Hangat. Itu yang Lucia rasakan ketika Ian menyentuh wajahnya. Padahal cuaca di sini cukup sejuk tapi pria ini tidak tampak kedinginan. Jujur saja, kehangatan sederhana ini cukup menyenangkan.
Ian tiba-tiba berdiri di belakang Lucia yang kebingungan. Kedua tangannya memegang masing-masing tangan kecil wanita cantik itu dan memasukkannya ke dalam saku jaketnya. Di dalam pelukannya, dia menyadari betapa kecilnya sosok cantik ini jika disandingkan dengan tubuhnya yang besar.
“Dengan begini kamu akan lebih hangat sampai kita mendapatkan meja kosong.”
Lucia melirik ke belakang. “Tapi, bukannya Mas Ian lebih kedinginan dibandingkanku?” Pria ini hanya mengenakan kaos tipis.
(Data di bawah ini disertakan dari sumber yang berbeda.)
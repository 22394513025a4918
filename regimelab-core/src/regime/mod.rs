//! Market regime flags.
//!
//! A regime flag says whether an instrument is in a healthy trend on a date:
//! close above its moving average for equities and sector funds, below it
//! for volatility and yield tickers. Flags are always evaluated in the
//! instrument's own calendar and only then aligned onto whatever timeline the
//! caller analyses.

pub mod engine;
pub mod table;

pub use engine::{RegimeEngine, RegimeSettings};
pub use table::{ConsolidatedRegimeCache, RegimeTable, TableMeta};

use crate::domain::BarSeries;
use crate::indicators::Sma;
use chrono::NaiveDate;
use serde::{Deserialize, Serialize};
use std::collections::BTreeMap;

/// Which side of the moving average counts as healthy.
#[derive(Debug, Clone, Copy, PartialEq, Eq, Hash, PartialOrd, Ord, Serialize, Deserialize)]
#[serde(rename_all = "lowercase")]
pub enum RegimeDirection {
    Above,
    Below,
}

impl RegimeDirection {
    pub fn is_ok(self, close: f64, ma: f64) -> bool {
        match self {
            RegimeDirection::Above => close > ma,
            RegimeDirection::Below => close < ma,
        }
    }
}

/// An instrument whose regime is tracked, with its moving-average window.
#[derive(Debug, Clone, PartialEq, Eq, Hash, PartialOrd, Ord, Serialize, Deserialize)]
pub struct TrackedInstrument {
    pub symbol: String,
    pub window: usize,
    pub direction: RegimeDirection,
}

impl TrackedInstrument {
    pub fn new(symbol: &str, window: usize, direction: RegimeDirection) -> Self {
        Self {
            symbol: symbol.to_string(),
            window,
            direction,
        }
    }

    /// Column prefix: lowercase alphanumerics of the ticker (`^VIX` → `vix`).
    pub fn prefix(&self) -> String {
        self.symbol
            .chars()
            .filter(|c| c.is_ascii_alphanumeric())
            .map(|c| c.to_ascii_lowercase())
            .collect()
    }
}

/// Regime flags aligned 1:1 to an analysis timeline.
#[derive(Debug, Clone, Default, PartialEq, Eq)]
pub struct RegimeFlags {
    pub market_ok: Vec<bool>,
    pub sector_ok: Vec<bool>,
    pub overall_ok: Vec<bool>,
}

impl RegimeFlags {
    pub fn new(market_ok: Vec<bool>, sector_ok: Vec<bool>) -> Self {
        let overall_ok = market_ok
            .iter()
            .zip(&sector_ok)
            .map(|(m, s)| *m && *s)
            .collect();
        Self {
            market_ok,
            sector_ok,
            overall_ok,
        }
    }

    pub fn all_false(len: usize) -> Self {
        Self::new(vec![false; len], vec![false; len])
    }

    pub fn len(&self) -> usize {
        self.overall_ok.len()
    }

    pub fn is_empty(&self) -> bool {
        self.overall_ok.is_empty()
    }
}

/// Per-instrument regime as of one date.
#[derive(Debug, Clone, PartialEq, Eq, Serialize, Deserialize)]
pub struct RegimeSnapshot {
    pub as_of: NaiveDate,
    pub regimes: BTreeMap<String, bool>,
}

impl RegimeSnapshot {
    /// Regime for a symbol; unknown symbols are not ok.
    pub fn is_ok(&self, symbol: &str) -> bool {
        self.regimes.get(symbol).copied().unwrap_or(false)
    }
}

/// Moving average and regime per bar of one instrument's series.
#[derive(Debug, Clone, PartialEq)]
pub struct InstrumentRegime {
    pub dates: Vec<NaiveDate>,
    pub closes: Vec<f64>,
    pub ma: Vec<Option<f64>>,
    pub regime_ok: Vec<bool>,
}

impl InstrumentRegime {
    /// Compute over the whole series. Bars without a moving average yet are
    /// not ok.
    pub fn compute(series: &BarSeries, window: usize, direction: RegimeDirection) -> Self {
        Self::from_closes(series.dates(), series.closes(), window, direction)
    }

    pub fn from_closes(
        dates: Vec<NaiveDate>,
        closes: Vec<f64>,
        window: usize,
        direction: RegimeDirection,
    ) -> Self {
        let ma = Sma::new(window).values(&closes);
        let regime_ok = closes
            .iter()
            .zip(&ma)
            .map(|(&close, ma)| match ma {
                Some(ma) if !close.is_nan() => direction.is_ok(close, *ma),
                _ => false,
            })
            .collect();
        Self {
            dates,
            closes,
            ma,
            regime_ok,
        }
    }

    /// `(date, regime)` pairs for point-in-time alignment.
    pub fn regime_points(&self) -> Vec<(NaiveDate, bool)> {
        self.dates.iter().copied().zip(self.regime_ok.iter().copied()).collect()
    }

    pub fn len(&self) -> usize {
        self.dates.len()
    }

    pub fn is_empty(&self) -> bool {
        self.dates.is_empty()
    }
}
“Aku tidak pernah kedinginan.”
Ucapan itu dikatakan dengan ringan namun, bagi Lucia terdengar angkuh. Kesan itu membuat dia hampir saja tertawa setelah menyadari ucapannya bukanlah kebohongan.
Lucia tidak sengaja memiringkan kepalanya dan sisi kanan pipinya bersentuhan langsung dengan lengan Ian. Dan benar saja, lengan Ian tidak dingin. Itu juga hangat. Lucia sekarang beralih ke tangannya, kedua telapak tangan Ian lebih hangat. Karena hal itu membuat tangannya berangsur-angsur ikut menghangat.
Tangan Lucia dengan berani menggenggam ibu jari Ian dan pria besar yang tidak berkomentar apa pun semakin mengeratkan genggamannya pada telapak tangan Lucia. Dia tanpa sadar menyandarkan kepalanya yang sebelumnya tegang ke dadanya Ian.
Sentuhan fisik yang mereka lakukan, mendengarkan suara detak jantung Ian, tidak membicarakan apa pun, dan hanya menatap hujan yang mulai gerimis di depan mereka membuat dia merasa nyaman dan ingin berlama-lama seperti itu. Dia tidak pernah menyangka, jika pelukan dari orang yang lebih besar darinya akan senyaman ini.
Kapan terakhir kali dia rileks? Ah, dia ingat .... Saat dia tertidur dalam pelukan ibunya yang sakit-sakitan.
“Sebelumnya aku hanya mendengar dari ibumu saja. Sekarang, aku ingin mendengar darimu langsung tanpa adanya paksaan .... Apa kamu serius ingin menikahiku? Kita tidak saling mengenal. Apa kamu tidak khawatir?” tanya Ian tiba-tiba membuat Lucia menunduk.
Dia kemudian mengangguk samar. Dan biarpun begitu, Ian masih bisa memahaminya.
“Ya, tanpa adanya paksaan dari siapa pun,” jawab Lucia dengan lembut. “Mas Ian juga tidak mengenalku, kan? Kita bisa saling mengenal satu sama lain ketika menjalani pernikahan nantinya.”
Tanpa Lucia sadari, Ian seketika tersenyum samar. Dan pelukan itu semakin erat menyebabkan dia juga tersenyum.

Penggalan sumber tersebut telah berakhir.